- Problem details: Could you copy every line from the material below in which "directory" appears?
☆ ☆ ☆ ☆ ☆ ☆ ☆
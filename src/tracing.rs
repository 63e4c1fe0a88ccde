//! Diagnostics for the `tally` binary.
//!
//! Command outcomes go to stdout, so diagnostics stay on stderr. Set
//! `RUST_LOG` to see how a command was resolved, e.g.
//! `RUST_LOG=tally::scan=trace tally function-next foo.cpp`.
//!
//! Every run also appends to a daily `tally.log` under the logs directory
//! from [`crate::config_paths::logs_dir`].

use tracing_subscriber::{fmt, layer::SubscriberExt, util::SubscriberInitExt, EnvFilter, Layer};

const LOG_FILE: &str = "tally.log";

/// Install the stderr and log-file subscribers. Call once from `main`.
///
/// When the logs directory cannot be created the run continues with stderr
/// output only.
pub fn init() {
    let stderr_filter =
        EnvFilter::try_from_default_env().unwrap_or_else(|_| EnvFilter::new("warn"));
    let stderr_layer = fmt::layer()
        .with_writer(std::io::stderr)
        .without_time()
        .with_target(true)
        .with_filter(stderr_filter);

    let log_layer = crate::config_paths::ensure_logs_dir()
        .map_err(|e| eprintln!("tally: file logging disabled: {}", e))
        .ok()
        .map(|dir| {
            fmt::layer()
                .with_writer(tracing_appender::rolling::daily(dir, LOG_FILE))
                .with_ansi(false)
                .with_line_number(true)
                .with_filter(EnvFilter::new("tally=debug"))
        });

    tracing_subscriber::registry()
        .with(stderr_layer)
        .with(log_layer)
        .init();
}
☆ ☆ ☆ ☆ ☆ ☆ ☆
- Your response:
//! Every run also appends to a daily `tally.log` under the logs directory
/// When the logs directory cannot be created the run continues with stderr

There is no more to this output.